Once you reach the line that contains "Ok(value.trim().parse().ok())", retype it and every line after it exactly, ending with the last line of the entries.
○ ○ ○ ○ ○
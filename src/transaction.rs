//! The transaction model and the enrichment step that validates raw dataset
//! records and attaches computed reward points.

use std::fmt;

use serde::{
    Deserialize, Deserializer, Serialize,
    de::{self, Visitor},
};
use time::{Date, format_description::BorrowedFormatItem, macros::format_description};
use uuid::Uuid;

use crate::points::reward_points;

/// The date format used by dataset files, e.g. "2024-01-15".
const PURCHASE_DATE_FORMAT: &[BorrowedFormatItem] = format_description!("[year]-[month]-[day]");

/// A transaction record as it appears in a dataset file.
///
/// Datasets are untrusted, so every field is optional: records may omit
/// fields or be `null` entirely, and a price may arrive as a number or a
/// numeric string. Validation happens in [enrich], never during parsing.
#[derive(Debug, Clone, Default, PartialEq, Serialize, Deserialize)]
#[serde(rename_all = "camelCase", default)]
pub struct RawTransaction {
    /// The identifier assigned by the dataset, not assumed to be unique.
    pub transaction_id: Option<u64>,
    /// The identifier of the purchasing customer.
    pub customer_id: Option<u64>,
    /// The display name of the purchasing customer.
    pub customer_name: Option<String>,
    /// The purchase date string, expected in "2024-01-15" form.
    pub purchase_date: Option<String>,
    /// The name of the purchased product.
    pub product_purchased: Option<String>,
    /// The purchase price in dollars. Accepts numbers and numeric strings.
    #[serde(deserialize_with = "deserialize_lenient_price")]
    pub price: Option<f64>,
}

/// A validated transaction with its computed reward points.
#[derive(Debug, Clone, PartialEq)]
pub struct Transaction {
    /// An identifier unique within one enrichment pass (UUID v4).
    pub id: String,
    /// The identifier assigned by the dataset.
    pub transaction_id: u64,
    /// The identifier of the purchasing customer.
    pub customer_id: u64,
    /// The display name of the purchasing customer.
    pub customer_name: String,
    /// The purchase date, or `None` when the raw date string did not parse.
    pub purchase_date: Option<Date>,
    /// The name of the purchased product.
    pub product_purchased: String,
    /// The purchase price in dollars, always finite and greater than zero.
    pub price: f64,
    /// The reward points earned by this purchase.
    pub reward_points: u64,
}

/// Validate raw dataset records and attach reward points and a fresh id.
///
/// Records whose price is missing, non-numeric, non-finite, zero, or negative
/// are dropped. Records with unparseable dates are kept with
/// `purchase_date: None` so their points still count toward totals. Input
/// order is preserved and the function never fails: bad records are skipped,
/// an empty input produces an empty output.
pub fn enrich(records: Vec<RawTransaction>) -> Vec<Transaction> {
    records
        .into_iter()
        .filter_map(|record| {
            let price = record.price.filter(|price| price.is_finite() && *price > 0.0)?;

            Some(Transaction {
                id: Uuid::new_v4().to_string(),
                transaction_id: record.transaction_id.unwrap_or_default(),
                customer_id: record.customer_id.unwrap_or_default(),
                customer_name: record.customer_name.unwrap_or_default(),
                purchase_date: record
                    .purchase_date
                    .as_deref()
                    .and_then(parse_purchase_date),
                product_purchased: record.product_purchased.unwrap_or_default(),
                price,
                reward_points: reward_points(price),
            })
        })
        .collect()
}

/// Parse a dataset date string in "2024-01-15" form.
///
/// Anything else, including datetime strings and garbage like "not-a-date",
/// is treated as an invalid date and returns `None`.
pub fn parse_purchase_date(value: &str) -> Option<Date> {
    Date::parse(value.trim(), PURCHASE_DATE_FORMAT).ok()
}

fn deserialize_lenient_price<'de, D>(deserializer: D) -> Result<Option<f64>, D::Error>
where
    D: Deserializer<'de>,
{
    deserializer.deserialize_any(LenientPrice)
}

/// Accepts JSON numbers and numeric strings, mapping everything else to
/// `None` so a malformed price drops the record at enrichment instead of
/// failing the whole dataset.
struct LenientPrice;

impl<'de> Visitor<'de> for LenientPrice {
    type Value = Option<f64>;

    fn expecting(&self, formatter: &mut fmt::Formatter) -> fmt::Result {
        formatter.write_str("a number or a numeric string")
    }

    fn visit_f64<E: de::Error>(self, value: f64) -> Result<Self::Value, E> {
        Ok(Some(value))
    }

    fn visit_i64<E: de::Error>(self, value: i64) -> Result<Self::Value, E> {
        Ok(Some(value as f64))
    }

    fn visit_u64<E: de::Error>(self, value: u64) -> Result<Self::Value, E> {
        Ok(Some(value as f64))
    }

    fn visit_str<E: de::Error>(self, value: &str) -> Result<Self::Value, E> {
        Ok(value.trim().parse().ok())
    }

    fn visit_bool<E: de::Error>(self, _value: bool) -> Result<Self::Value, E> {
        Ok(None)
    }

    fn visit_unit<E: de::Error>(self) -> Result<Self::Value, E> {
        Ok(None)
    }

    fn visit_none<E: de::Error>(self) -> Result<Self::Value, E> {
        Ok(None)
    }

    fn visit_some<D: Deserializer<'de>>(self, deserializer: D) -> Result<Self::Value, D::Error> {
        deserializer.deserialize_any(LenientPrice)
    }
}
○ ○ ○ ○ ○
• Output of the exercise:
        Ok(value.trim().parse().ok())
    }

    fn visit_bool<E: de::Error>(self, _value: bool) -> Result<Self::Value, E> {
        Ok(None)
    }

    fn visit_unit<E: de::Error>(self) -> Result<Self::Value, E> {
        Ok(None)
    }

    fn visit_none<E: de::Error>(self) -> Result<Self::Value, E> {
        Ok(None)
    }

    fn visit_some<D: Deserializer<'de>>(self, deserializer: D) -> Result<Self::Value, D::Error> {
        deserializer.deserialize_any(LenientPrice)
    }
}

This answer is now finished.